[Stored data]
_ _ _ _ _
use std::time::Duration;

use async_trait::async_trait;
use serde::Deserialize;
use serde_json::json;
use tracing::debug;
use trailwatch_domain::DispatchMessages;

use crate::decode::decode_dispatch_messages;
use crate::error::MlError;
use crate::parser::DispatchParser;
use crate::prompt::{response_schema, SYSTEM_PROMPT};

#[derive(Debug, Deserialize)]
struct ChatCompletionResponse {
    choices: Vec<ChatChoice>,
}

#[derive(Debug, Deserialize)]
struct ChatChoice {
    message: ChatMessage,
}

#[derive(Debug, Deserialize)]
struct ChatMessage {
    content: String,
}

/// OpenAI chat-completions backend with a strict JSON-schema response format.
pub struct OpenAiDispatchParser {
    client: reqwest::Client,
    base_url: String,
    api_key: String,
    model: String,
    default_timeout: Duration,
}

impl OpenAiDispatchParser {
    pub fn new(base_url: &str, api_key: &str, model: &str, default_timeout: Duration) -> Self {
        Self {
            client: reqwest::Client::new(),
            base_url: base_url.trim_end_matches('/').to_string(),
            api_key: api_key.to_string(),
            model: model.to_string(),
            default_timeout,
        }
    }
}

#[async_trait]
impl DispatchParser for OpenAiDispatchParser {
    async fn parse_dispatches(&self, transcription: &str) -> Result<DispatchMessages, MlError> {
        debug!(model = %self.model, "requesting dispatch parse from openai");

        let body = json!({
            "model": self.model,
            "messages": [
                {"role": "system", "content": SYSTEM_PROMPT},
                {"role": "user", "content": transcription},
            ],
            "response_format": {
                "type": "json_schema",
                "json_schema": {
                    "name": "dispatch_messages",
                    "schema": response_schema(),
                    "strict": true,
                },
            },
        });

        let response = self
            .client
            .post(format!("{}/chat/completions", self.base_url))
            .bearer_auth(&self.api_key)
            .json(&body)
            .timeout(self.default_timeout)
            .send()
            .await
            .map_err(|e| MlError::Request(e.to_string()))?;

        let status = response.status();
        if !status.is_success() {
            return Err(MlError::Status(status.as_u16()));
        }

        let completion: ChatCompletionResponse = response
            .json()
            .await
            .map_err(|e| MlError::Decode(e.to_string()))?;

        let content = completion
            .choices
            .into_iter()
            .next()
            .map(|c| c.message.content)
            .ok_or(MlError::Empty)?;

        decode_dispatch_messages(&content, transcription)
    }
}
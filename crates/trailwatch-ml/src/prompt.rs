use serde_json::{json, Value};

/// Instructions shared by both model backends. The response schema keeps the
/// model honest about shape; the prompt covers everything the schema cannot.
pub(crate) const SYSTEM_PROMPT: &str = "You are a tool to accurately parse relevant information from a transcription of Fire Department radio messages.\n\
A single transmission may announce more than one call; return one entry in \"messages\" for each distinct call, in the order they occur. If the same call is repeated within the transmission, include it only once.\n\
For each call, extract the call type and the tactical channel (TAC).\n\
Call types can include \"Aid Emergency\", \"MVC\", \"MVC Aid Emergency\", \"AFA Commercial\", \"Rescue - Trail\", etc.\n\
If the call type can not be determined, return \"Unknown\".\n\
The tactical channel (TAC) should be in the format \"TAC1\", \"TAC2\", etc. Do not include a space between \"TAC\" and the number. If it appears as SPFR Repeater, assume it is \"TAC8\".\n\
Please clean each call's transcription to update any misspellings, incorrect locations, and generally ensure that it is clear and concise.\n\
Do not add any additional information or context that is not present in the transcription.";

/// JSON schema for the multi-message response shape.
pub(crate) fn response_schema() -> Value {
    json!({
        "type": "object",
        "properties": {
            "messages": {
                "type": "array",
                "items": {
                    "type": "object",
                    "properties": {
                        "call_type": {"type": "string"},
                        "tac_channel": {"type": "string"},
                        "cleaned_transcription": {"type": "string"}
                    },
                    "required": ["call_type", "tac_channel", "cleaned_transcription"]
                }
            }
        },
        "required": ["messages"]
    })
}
_ _ _ _ _
**YOUR TASK:** Among the lines of the data above, find those with the word "strict" and show them.

**REPLY:**
/// OpenAI chat-completions backend with a strict JSON-schema response format.
                    "strict": true,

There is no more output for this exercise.